El Silencio Digital y el Cierre Definitivo
El principal aspecto negativo, y el más definitivo, es su cierre permanente. Esto convierte cualquier búsqueda de información sobre el bar en un ejercicio de arqueología digital. La falta de presencia en redes sociales, una página web o un perfil de negocio actualizado contribuyó a que su desaparición del panorama comercial fuese silenciosa. Para un negocio hoy en día, esta ausencia online es una desventaja considerable, ya que dificulta la comunicación con los clientes y la construcción de una marca visible.
Además, el hecho de que las pocas reseñas disponibles no incluyan comentarios impide conocer las razones de su popularidad o los posibles puntos débiles que pudiera tener. ¿Era el trato del personal? ¿La calidad de alguna tapa en concreto? ¿La rapidez del servicio? Son preguntas que quedan sin respuesta. La única valoración de 3 estrellas, de hace ya siete años, sugiere que no todas las experiencias fueron sobresalientes, pero sin más detalles, es imposible determinar qué aspectos podrían haberse mejorado.
El Futuro del Servicio de Hostelería en la Piscina Municipal
El cierre del Bar Piscina El Bonillo no significa necesariamente el fin del servicio de hostelería en el recinto. Las piscinas municipales suelen sacar a licitación la gestión de sus bares de forma periódica. La investigación sobre este tema revela que el Ayuntamiento de El Bonillo ha realizado procesos de licitación para gestionar el bar-cafetería de la piscina, conocida como “El Parque”. Por ejemplo, en mayo de 2024, se publicó una licitación para la gestión del servicio durante la temporada de baños de ese año, con posibilidad de prórroga. Curiosamente, el resultado de esa licitación fue "Desierto", lo que significa que no se presentaron licitadores.
Esta situación abre un interrogante sobre la viabilidad o el interés que suscita la gestión de este tipo de negocios de temporada.
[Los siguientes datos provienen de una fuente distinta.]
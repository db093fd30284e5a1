#![allow(dead_code)]

use lopdf::content::{Content, Operation};
use lopdf::{dictionary, Document, Object, Stream};
use paper_pilot::error::FetchError;
use paper_pilot::{Config, PaperSource, RawResponse};
use std::collections::HashMap;
use std::io::{Cursor, Read};
use std::path::Path;

/// 生成一份每页一行文字的 PDF
pub fn sample_pdf(pages: &[&str]) -> Vec<u8> {
    let mut doc = Document::with_version("1.5");
    let pages_id = doc.new_object_id();
    let font_id = doc.add_object(dictionary! {
        "Type" => "Font",
        "Subtype" => "Type1",
        "BaseFont" => "Helvetica",
    });

    let mut kids = Vec::new();
    for text in pages {
        let content = Content {
            operations: vec![
                Operation::new("BT", vec![]),
                Operation::new("Tf", vec!["F1".into(), 18.into()]),
                Operation::new("Td", vec![72.into(), 700.into()]),
                Operation::new("Tj", vec![Object::string_literal(*text)]),
                Operation::new("ET", vec![]),
            ],
        };
        let content_id = doc.add_object(Stream::new(dictionary! {}, content.encode().unwrap()));
        let page_id = doc.add_object(dictionary! {
            "Type" => "Page",
            "Parent" => pages_id,
            "Contents" => content_id,
            "MediaBox" => vec![0.into(), 0.into(), 595.into(), 842.into()],
            "Resources" => dictionary! { "Font" => dictionary! { "F1" => font_id } },
        });
        kids.push(Object::Reference(page_id));
    }

    let count = kids.len() as i64;
    doc.objects.insert(
        pages_id,
        Object::Dictionary(dictionary! {
            "Type" => "Pages",
            "Kids" => kids,
            "Count" => count,
        }),
    );
    let catalog_id = doc.add_object(dictionary! {
        "Type" => "Catalog",
        "Pages" => pages_id,
    });
    doc.trailer.set("Root", catalog_id);

    let mut out = Vec::new();
    doc.save_to(&mut out).unwrap();
    out
}

/// 固定内容的文件来源，未登记的文件返回 404
#[derive(Default)]
pub struct StaticSource {
    files: HashMap<String, RawResponse>,
}

impl StaticSource {
    pub fn new() -> Self {
        Self::default()
    }

    pub fn pdf(mut self, filename: &str, bytes: Vec<u8>) -> Self {
        self.files
            .insert(filename.to_string(), RawResponse::new(200, bytes));
        self
    }

    pub fn response(mut self, filename: &str, response: RawResponse) -> Self {
        self.files.insert(filename.to_string(), response);
        self
    }
}

impl PaperSource for StaticSource {
    async fn get(&self, url: &str) -> Result<RawResponse, FetchError> {
        let filename = url.rsplit('/').next().unwrap_or_default();
        Ok(self
            .files
            .get(filename)
            .cloned()
            .unwrap_or_else(|| RawResponse::new(404, "Not Found")))
    }
}

/// 模板、结束页、运行日志都指向临时目录（默认不存在）
pub fn test_config(dir: &Path) -> Config {
    Config {
        paper_base_url: "http://papers.test/upload/".to_string(),
        max_concurrent_downloads: 4,
        request_timeout_secs: 2,
        cover_template_path: dir.join("template_base.png"),
        end_page_path: dir.join("end.pdf"),
        run_log_file: dir.join("run_log.json"),
        output_dir: dir.join("output"),
        ..Config::default()
    }
}

/// 读出压缩包里的 (条目名, 内容)
pub fn zip_entries(bytes: &[u8]) -> Vec<(String, Vec<u8>)> {
    let mut archive = zip::ZipArchive::new(Cursor::new(bytes)).unwrap();
    (0..archive.len())
        .map(|i| {
            let mut file = archive.by_index(i).unwrap();
            let mut content = Vec::new();
            file.read_to_end(&mut content).unwrap();
            (file.name().to_string(), content)
        })
        .collect()
}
La gestión de un bar de piscina es un trabajo intenso y concentrado en unos pocos meses, lo que puede no resultar atractivo para todos los hosteleros. Sin embargo, para los visitantes de la piscina municipal, la existencia de un quiosco o chiringuito sigue siendo un servicio casi imprescindible.
Para quienes busquen alternativas en la localidad, El Bonillo cuenta con una oferta variada de establecimientos, desde bares de tapas hasta restaurantes de cocina manchega, que mantienen la actividad durante todo el año y ofrecen diferentes experiencias gastronómicas.
Final
el Bar Piscina El Bonillo fue un establecimiento querido y bien valorado que cumplió una función social importante durante los veranos en la localidad. Su principal fortaleza era su ubicación estratégica y su capacidad para ofrecer un servicio sencillo y eficaz en un ambiente familiar. Sin embargo, su historia ha llegado a su fin, y el local se encuentra permanentemente cerrado. La información sobre su pasado es limitada, y el futuro del servicio de bar en la piscina depende de los procesos de licitación pública que gestiona el ayuntamiento. Los potenciales visitantes deben tener claro que este bar ya no existe, aunque la piscina municipal siga siendo un polo de atracción y es probable que, en el futuro, un nuevo servicio de hostelería ocupe su lugar para seguir sirviendo a los bañistas.